Michael escapes from the doc’s lab and begins killing his former bullies. Meanwhile, Tammy and her camp friend Byron search for a suitable human corpse in which to re-transplant Michael’s brain.
So, typical schlock horror, which could have been as good as The Man With Two Brains or Rocky Horror, but wound up at the other end of the quality spectrum.
“Sheer stupidity”
The effects are rubbish; gags fall flat; the script is dreadful; the cast are so-so, and a couple of homophobic cops are depressingly offensive.
Only one scene involving a testicle-gripping stand-off (yes, really) raised anything close to a smile because of its sheer stupidity. Oh, and Ellen Dubin is splendid as Helga, a femme fatale. (She went on to lend her vocals to no end of video games).
So yes, it’s dreadful; the gory scenes are neither funny or scary, and for obvious reasons Walker fans may want to avoid certain moments.

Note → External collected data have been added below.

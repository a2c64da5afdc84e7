//! Chatsync Common Library
#![deny(clippy::unwrap_used, clippy::expect_used)]
//!
//! Shared plumbing for the chatsync workspace members:
//!
//! - **Logging**: `tracing` subscriber setup driven by [`logging::LogConfig`]
//! - **Environment**: typed lookups of environment variables with `.env` support
//! - **Errors**: the [`CommonError`] type returned by both
//!
//! # Example
//!
//! ```no_run
//! use chatsync_common::logging::{init_logging, LogConfig};
//!
//! fn main() -> chatsync_common::Result<()> {
//!     chatsync_common::env::load_dotenv();
//!     init_logging(&LogConfig::from_env()?)?;
//!     Ok(())
//! }
//! ```

pub mod env;
pub mod error;
pub mod logging;

pub use error::{CommonError, Result};
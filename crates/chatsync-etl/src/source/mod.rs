//! Chat platform data API
//!
//! [`SourceClient`] owns the HTTP concerns (auth, timeout, retry); [`PaginatedFetcher`]
//! turns a window and record type into the full list of raw records.

pub mod client;
pub mod fetcher;

pub use client::{backoff_delay, SourceClient, RETRYABLE_STATUSES};
pub use fetcher::PaginatedFetcher;
//! Environment variable lookups
//!
//! Every chatsync setting comes from the process environment. A `.env` file in the
//! working directory is honoured for local runs, with real variables taking precedence.

use crate::error::{CommonError, Result};
use std::str::FromStr;

/// Load `.env` into the process environment if one exists.
pub fn load_dotenv() {
    if let Ok(path) = dotenvy::dotenv() {
        tracing::debug!(path = %path.display(), "Loaded .env file");
    }
}

/// Value of `name`, treating an empty string as unset.
pub fn var_opt(name: &str) -> Option<String> {
    std::env::var(name).ok().filter(|v| !v.trim().is_empty())
}

/// Value of `name`, or `default` when unset.
pub fn var_or(name: &str, default: &str) -> String {
    var_opt(name).unwrap_or_else(|| default.to_string())
}

/// Value of `name`, failing when unset.
pub fn var_required(name: &str) -> Result<String> {
    var_opt(name).ok_or_else(|| CommonError::config(format!("{} must be set", name)))
}

/// Parse `name` as `T`, or return `default` when unset.
///
/// A value that is set but does not parse is an error rather than a silent fallback.
pub fn parse_or<T>(name: &str, default: T) -> Result<T>
where
    T: FromStr,
    T::Err: std::fmt::Display,
{
    match var_opt(name) {
        Some(raw) => raw.trim().parse::<T>().map_err(|e| {
            CommonError::config(format!("{} has invalid value '{}': {}", name, raw, e))
        }),
        None => Ok(default),
    }
}
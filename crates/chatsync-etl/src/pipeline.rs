//! Fetch, normalize and load one `(day, record type)` partition

use crate::config::EtlConfig;
use crate::credentials::token_source;
use crate::error::Result;
use crate::models::RecordType;
use crate::normalize::normalize;
use crate::redaction::{DlpClient, Redactor};
use crate::source::PaginatedFetcher;
use crate::warehouse::{BigQueryLoader, LoadOutcome, PartitionSink};
use crate::window::TimeWindow;
use serde::Deserialize;
use std::sync::Arc;
use tracing::{info, instrument};

/// Trigger parameters for a single run
#[derive(Debug, Clone, Deserialize)]
pub struct RunRequest {
    pub execution_timestamp: String,
    pub record_type: String,
}

impl RunRequest {
    pub fn new(execution_timestamp: impl Into<String>, record_type: impl Into<String>) -> Self {
        Self {
            execution_timestamp: execution_timestamp.into(),
            record_type: record_type.into(),
        }
    }
}

#[derive(Debug, Clone, PartialEq, Eq)]
pub struct RunSummary {
    pub record_type: RecordType,
    pub window: TimeWindow,
    pub fetched: usize,
    pub load: LoadOutcome,
}

pub struct EtlPipeline {
    fetcher: PaginatedFetcher,
    redactor: Redactor,
    sink: Arc<dyn PartitionSink>,
}

impl EtlPipeline {
    pub fn new(fetcher: PaginatedFetcher, redactor: Redactor, sink: Arc<dyn PartitionSink>) -> Self {
        Self {
            fetcher,
            redactor,
            sink,
        }
    }

    /// Production wiring: source API, DLP redaction and BigQuery, sharing one token source.
    pub async fn from_config(config: &EtlConfig) -> Result<Self> {
        let tokens = token_source(config).await?;

        let fetcher = PaginatedFetcher::new(config.source.clone())?;
        let redactor = Redactor::new(DlpClient::new(&config.redaction, tokens.clone())?);
        let sink = Arc::new(BigQueryLoader::new(config.warehouse.clone(), tokens)?);

        Ok(Self::new(fetcher, redactor, sink))
    }

    /// Replace the partition for `record_type` on the window's day.
    ///
    /// Nothing is written unless every record normalizes, so a failed run leaves the
    /// previous partition contents in place.
    #[instrument(skip(self), fields(record_type = %record_type, window = %window))]
    pub async fn run(&self, window: TimeWindow, record_type: RecordType) -> Result<RunSummary> {
        info!("Starting run");

        let raw = self.fetcher.fetch(&window, record_type).await?;
        let rows = normalize(&raw, record_type, &self.redactor).await?;
        let load = self.sink.load(&rows, record_type, &window).await?;

        info!(fetched = raw.len(), loaded = load.rows, table = %load.table, "Run complete");
        Ok(RunSummary {
            record_type,
            window,
            fetched: raw.len(),
            load,
        })
    }

    /// Validate a trigger and run it.
    pub async fn handle(&self, request: &RunRequest) -> Result<RunSummary> {
        let record_type: RecordType = request.record_type.parse()?;
        let window = TimeWindow::for_execution(&request.execution_timestamp)?;
        self.run(window, record_type).await
    }
}
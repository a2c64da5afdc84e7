//! BigQuery load jobs
//!
//! Rows are uploaded as newline-delimited JSON in a single multipart load job that
//! targets the `table$YYYYMMDD` partition decorator with `WRITE_TRUNCATE`, so the
//! warehouse swaps the partition atomically once the job succeeds.

use super::{LoadOutcome, PartitionSink, TableRef};
use crate::config::WarehouseConfig;
use crate::credentials::SharedTokenSource;
use crate::error::{EtlError, Result};
use crate::models::{NormalizedRecord, RecordType};
use crate::window::TimeWindow;
use async_trait::async_trait;
use reqwest::Client;
use serde::Deserialize;
use serde_json::{json, Value};
use std::time::Duration;
use tokio::time::Instant;
use tracing::{debug, error, info, instrument};
use uuid::Uuid;

const MULTIPART_BOUNDARY: &str = "chatsync_load_boundary";
const REQUEST_TIMEOUT_SECS: u64 = 300;
const STATE_DONE: &str = "DONE";

#[derive(Debug, Deserialize)]
#[serde(rename_all = "camelCase")]
struct Job {
    #[serde(default)]
    job_reference: Option<JobReference>,
    #[serde(default)]
    status: JobStatus,
}

#[derive(Debug, Deserialize)]
#[serde(rename_all = "camelCase")]
struct JobReference {
    job_id: String,
    #[serde(default)]
    location: Option<String>,
}

#[derive(Debug, Default, Deserialize)]
#[serde(rename_all = "camelCase")]
struct JobStatus {
    #[serde(default)]
    state: String,
    #[serde(default)]
    error_result: Option<JobError>,
    #[serde(default)]
    errors: Vec<JobError>,
}

#[derive(Debug, Deserialize)]
struct JobError {
    #[serde(default)]
    reason: Option<String>,
    #[serde(default)]
    location: Option<String>,
    #[serde(default)]
    message: Option<String>,
}

impl std::fmt::Display for JobError {
    fn fmt(&self, f: &mut std::fmt::Formatter<'_>) -> std::fmt::Result {
        write!(f, "{}", self.reason.as_deref().unwrap_or("error"))?;
        if let Some(location) = &self.location {
            write!(f, " at {}", location)?;
        }
        if let Some(message) = &self.message {
            write!(f, ": {}", message)?;
        }
        Ok(())
    }
}

impl JobStatus {
    /// Diagnostics when the job failed, `None` when it succeeded
    fn diagnostics(&self) -> Option<String> {
        if self.error_result.is_none() && self.errors.is_empty() {
            return None;
        }

        let mut lines: Vec<String> = Vec::new();
        if let Some(err) = &self.error_result {
            lines.push(err.to_string());
        }
        lines.extend(self.errors.iter().map(ToString::to_string));
        lines.dedup();
        Some(lines.join("; "))
    }
}

/// [`PartitionSink`] backed by the BigQuery jobs API
pub struct BigQueryLoader {
    client: Client,
    config: WarehouseConfig,
    tokens: SharedTokenSource,
}

impl BigQueryLoader {
    pub fn new(config: WarehouseConfig, tokens: SharedTokenSource) -> Result<Self> {
        let client = Client::builder()
            .timeout(Duration::from_secs(REQUEST_TIMEOUT_SECS))
            .build()?;

        Ok(Self {
            client,
            config,
            tokens,
        })
    }

    fn base_url(&self) -> &str {
        self.config.base_url.trim_end_matches('/')
    }

    fn job_id(table: &TableRef) -> String {
        format!("chatsync_{}_{}_{}", table.table, table.partition, Uuid::new_v4().simple())
    }

    /// Load-job resource for one partition replacement
    fn job_config(&self, table: &TableRef, job_id: &str) -> Value {
        let mut job_reference = json!({
            "projectId": table.project,
            "jobId": job_id,
        });
        if let Some(location) = &self.config.location {
            job_reference["location"] = json!(location);
        }

        json!({
            "jobReference": job_reference,
            "configuration": {
                "load": {
                    "destinationTable": {
                        "projectId": table.project,
                        "datasetId": table.dataset,
                        "tableId": table.table_id(),
                    },
                    "sourceFormat": "NEWLINE_DELIMITED_JSON",
                    "writeDisposition": "WRITE_TRUNCATE",
                    "createDisposition": "CREATE_NEVER",
                }
            }
        })
    }

    fn multipart_body(metadata: &Value, rows: &str) -> Result<Vec<u8>> {
        let mut body = Vec::with_capacity(rows.len() + 1024);
        body.extend_from_slice(format!("--{}\r\n", MULTIPART_BOUNDARY).as_bytes());
        body.extend_from_slice(b"Content-Type: application/json; charset=UTF-8\r\n\r\n");
        body.extend_from_slice(&serde_json::to_vec(metadata)?);
        body.extend_from_slice(format!("\r\n--{}\r\n", MULTIPART_BOUNDARY).as_bytes());
        body.extend_from_slice(b"Content-Type: application/octet-stream\r\n\r\n");
        body.extend_from_slice(rows.as_bytes());
        body.extend_from_slice(format!("\r\n--{}--\r\n", MULTIPART_BOUNDARY).as_bytes());
        Ok(body)
    }

    async fn insert_job(&self, table: &TableRef, metadata: &Value, rows: &str) -> Result<Job> {
        let url = format!(
            "{}/upload/bigquery/v2/projects/{}/jobs?uploadType=multipart",
            self.base_url(),
            table.project
        );

        let token = self.tokens.access_token().await?;
        let response = self
            .client
            .post(&url)
            .bearer_auth(token.secret())
            .header(
                reqwest::header::CONTENT_TYPE,
                format!("multipart/related; boundary={}", MULTIPART_BOUNDARY),
            )
            .body(Self::multipart_body(metadata, rows)?)
            .send()
            .await?;

        Self::read_job(table, response).await
    }

    async fn get_job(&self, table: &TableRef, job_id: &str, location: Option<&str>) -> Result<Job> {
        let url = format!(
            "{}/bigquery/v2/projects/{}/jobs/{}",
            self.base_url(),
            table.project,
            job_id
        );

        let token = self.tokens.access_token().await?;
        let mut request = self.client.get(&url).bearer_auth(token.secret());
        if let Some(location) = location {
            request = request.query(&[("location", location)]);
        }

        Self::read_job(table, request.send().await?).await
    }

    async fn read_job(table: &TableRef, response: reqwest::Response) -> Result<Job> {
        let status = response.status();
        let body = response.text().await?;

        if !status.is_success() {
            return Err(EtlError::LoadRejected {
                table: table.to_string(),
                diagnostics: format!("jobs API returned {}: {}", status, body),
            });
        }

        Ok(serde_json::from_str(&body)?)
    }

    /// Submit the load job and wait for it. Returns the job id the service assigned.
    async fn replace_partition(&self, table: &TableRef, job_id: String, rows: &str) -> Result<String> {
        let metadata = self.job_config(table, &job_id);
        let job = self.insert_job(table, &metadata, rows).await?;
        let job_id = job
            .job_reference
            .as_ref()
            .map(|r| r.job_id.clone())
            .unwrap_or(job_id);

        let status = self.wait_for_job(table, job, &job_id).await?;
        match status.diagnostics() {
            Some(diagnostics) => Err(EtlError::LoadRejected {
                table: table.to_string(),
                diagnostics: format!("job {}: {}", job_id, diagnostics),
            }),
            None => Ok(job_id),
        }
    }

    /// Poll until the job is done or the job timeout elapses.
    async fn wait_for_job(&self, table: &TableRef, mut job: Job, job_id: &str) -> Result<JobStatus> {
        let started = Instant::now();
        let location = job
            .job_reference
            .as_ref()
            .and_then(|r| r.location.clone())
            .or_else(|| self.config.location.clone());

        while job.status.state != STATE_DONE {
            if started.elapsed() >= self.config.job_timeout {
                return Err(EtlError::LoadRejected {
                    table: table.to_string(),
                    diagnostics: format!(
                        "job {} still {} after {:?}",
                        job_id,
                        job.status.state,
                        self.config.job_timeout
                    ),
                });
            }

            tokio::time::sleep(self.config.poll_interval).await;
            job = self.get_job(table, job_id, location.as_deref()).await?;
            debug!(job_id = %job_id, state = %job.status.state, "Polled load job");
        }

        Ok(job.status)
    }
}

/// Newline-delimited JSON, one row per record
fn to_ndjson(records: &[NormalizedRecord]) -> Result<String> {
    let mut rows = String::new();
    for record in records {
        rows.push_str(&serde_json::to_string(record)?);
        rows.push('\n');
    }
    Ok(rows)
}

#[async_trait]
impl PartitionSink for BigQueryLoader {
    #[instrument(skip(self, records), fields(rows = records.len()))]
    async fn load(
        &self,
        records: &[NormalizedRecord],
        record_type: RecordType,
        window: &TimeWindow,
    ) -> Result<LoadOutcome> {
        let table = TableRef::new(&self.config.project, &self.config.dataset, record_type, window);
        let job_id = Self::job_id(&table);
        let rows = to_ndjson(records)?;

        info!(table = %table, job_id = %job_id, rows = records.len(), "Submitting load job");

        let result = self.replace_partition(&table, job_id, &rows).await;
        if let Err(EtlError::LoadRejected { diagnostics, .. }) = &result {
            error!(table = %table, diagnostics = %diagnostics, "Load job failed");
            debug!(batch = %rows, "Rejected batch");
        }
        let job_id = result?;

        info!(table = %table, job_id = %job_id, rows = records.len(), "Partition replaced");
        Ok(LoadOutcome {
            table,
            rows: records.len(),
            job_id: Some(job_id),
        })
    }
}
//! Error types for the chatsync ETL
//!
//! Every variant is fatal to the `(day, record type)` run it occurs in. Transient
//! source-API failures never show up here: the fetch client retries them and only
//! the final outcome reaches the caller.

use thiserror::Error;

/// Result type alias for ETL operations
pub type Result<T> = std::result::Result<T, EtlError>;

#[derive(Error, Debug)]
pub enum EtlError {
    /// A non-200 response reached the fetch loop
    #[error("Source API returned {status}: {body}")]
    FetchFailed { status: u16, body: String },

    /// A 200 response that does not decode as a page
    #[error("Source API returned an unreadable page from {uri}: {reason}")]
    InvalidPage { uri: String, reason: String },

    #[error("HTTP request failed: {0}")]
    Http(#[from] reqwest::Error),

    #[error("'{0}' is not a recognized record type (expected conversation or message)")]
    UnsupportedRecordType(String),

    #[error("Malformed {record_type} record: {reason}")]
    MalformedRecord { record_type: String, reason: String },

    #[error("Redaction service error: {0}")]
    RedactionService(String),

    /// The warehouse refused the batch; carries its diagnostics
    #[error("Load rejected for {table}: {diagnostics}")]
    LoadRejected { table: String, diagnostics: String },

    #[error("Credential error: {0}")]
    Credentials(String),

    #[error("Invalid execution timestamp '{0}'")]
    InvalidTimestamp(String),

    #[error("Configuration error: {0}")]
    Config(String),

    #[error("Serialization error: {0}")]
    Json(#[from] serde_json::Error),
}

impl EtlError {
    pub fn malformed(record_type: impl ToString, reason: impl Into<String>) -> Self {
        Self::MalformedRecord {
            record_type: record_type.to_string(),
            reason: reason.into(),
        }
    }

    pub fn redaction(msg: impl Into<String>) -> Self {
        Self::RedactionService(msg.into())
    }

    pub fn credentials(msg: impl Into<String>) -> Self {
        Self::Credentials(msg.into())
    }

    pub fn config(msg: impl Into<String>) -> Self {
        Self::Config(msg.into())
    }
}

impl From<chatsync_common::CommonError> for EtlError {
    fn from(err: chatsync_common::CommonError) -> Self {
        EtlError::Config(err.to_string())
    }
}
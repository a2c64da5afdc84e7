//! Shared helpers for chatsync-etl integration tests
//!
//! - [`StubRedactor`]: deterministic stand-in for the DLP service that counts calls
//! - [`RotatingTokens`]: token source that issues a new token on every request
//! - Fixture loaders for the golden source responses and their normalized rows
//! - Config builders pointed at a `wiremock` server with delays switched off

#![allow(dead_code)]

use async_trait::async_trait;
use chatsync_etl::config::{SourceConfig, WarehouseConfig};
use chatsync_etl::credentials::{AccessToken, TokenSource};
use chatsync_etl::redaction::{RedactionService, Redactor};
use chatsync_etl::Result;
use serde_json::Value;
use std::sync::atomic::{AtomicUsize, Ordering};
use std::sync::Arc;
use std::time::Duration;

/// Replacement text returned by [`StubRedactor`]
pub const REDACTED: &str = "example_text";

pub const API_KEY: &str = "test-api-key";

/// Redaction service double that always answers [`REDACTED`]
#[derive(Clone, Default)]
pub struct StubRedactor {
    calls: Arc<AtomicUsize>,
}

impl StubRedactor {
    pub fn redactor(&self) -> Redactor {
        Redactor::new(self.clone())
    }

    pub fn calls(&self) -> usize {
        self.calls.load(Ordering::SeqCst)
    }
}

#[async_trait]
impl RedactionService for StubRedactor {
    async fn deidentify(&self, _text: &str) -> Result<String> {
        self.calls.fetch_add(1, Ordering::SeqCst);
        Ok(REDACTED.to_string())
    }
}

fn fixture(json: &str) -> Vec<Value> {
    serde_json::from_str(json).expect("Fixture is not a JSON array")
}

pub fn conversations_response() -> Vec<Value> {
    fixture(include_str!("../fixtures/response_conversations.json"))
}

pub fn conversations_normalized() -> Vec<Value> {
    fixture(include_str!("../fixtures/normalized_conversations.json"))
}

pub fn messages_response() -> Vec<Value> {
    fixture(include_str!("../fixtures/response_messages.json"))
}

pub fn messages_normalized() -> Vec<Value> {
    fixture(include_str!("../fixtures/normalized_messages.json"))
}

/// Hands out `tok-1`, `tok-2`, ... so tests can see which request got which token
#[derive(Default)]
pub struct RotatingTokens {
    issued: AtomicUsize,
}

#[async_trait]
impl TokenSource for RotatingTokens {
    async fn access_token(&self) -> Result<AccessToken> {
        let n = self.issued.fetch_add(1, Ordering::SeqCst) + 1;
        Ok(AccessToken::new(format!("tok-{}", n)))
    }
}

/// Source settings for a mock server: no politeness delay, millisecond backoff
pub fn source_config(base_url: &str) -> SourceConfig {
    let mut config = SourceConfig::new(base_url, API_KEY);
    config.page_delay = Duration::ZERO;
    config.backoff_factor = Duration::from_millis(1);
    config.timeout = Duration::from_secs(5);
    config
}

pub fn warehouse_config(base_url: &str) -> WarehouseConfig {
    let mut config = WarehouseConfig::new("analytics-prod", "chatbot");
    config.base_url = base_url.to_string();
    config.poll_interval = Duration::from_millis(10);
    config.job_timeout = Duration::from_secs(5);
    config
}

In fact they might be better missing the whole movie.
It’s fast, furious, and aside from Ms Richards’ star-making turn, utterly pointless.
• Limited edition booklet: Includes ‘A Teen-Rex Romance’ by Liam Hathaway and ‘Making Monsters: Masters
of Animatronics’ by Barry Forshaw
• Scanned & restored in 4k from its 35mm original camera negative
• Audio commentary with director Stewart Raffill and producer Diane Kirman
• Blood, Brains and a Teenage T-Rex - an interview with director Stewart Raffill
• A Blast from the Past - an interview with actress Denise Richards
• Having the Guts - an interview with actor Sean Whalen
• A Testicular Stand-Off - an interview with actor George Pilgrim
• Full length PG-13 cut of Tammy and the T-Rex (SD)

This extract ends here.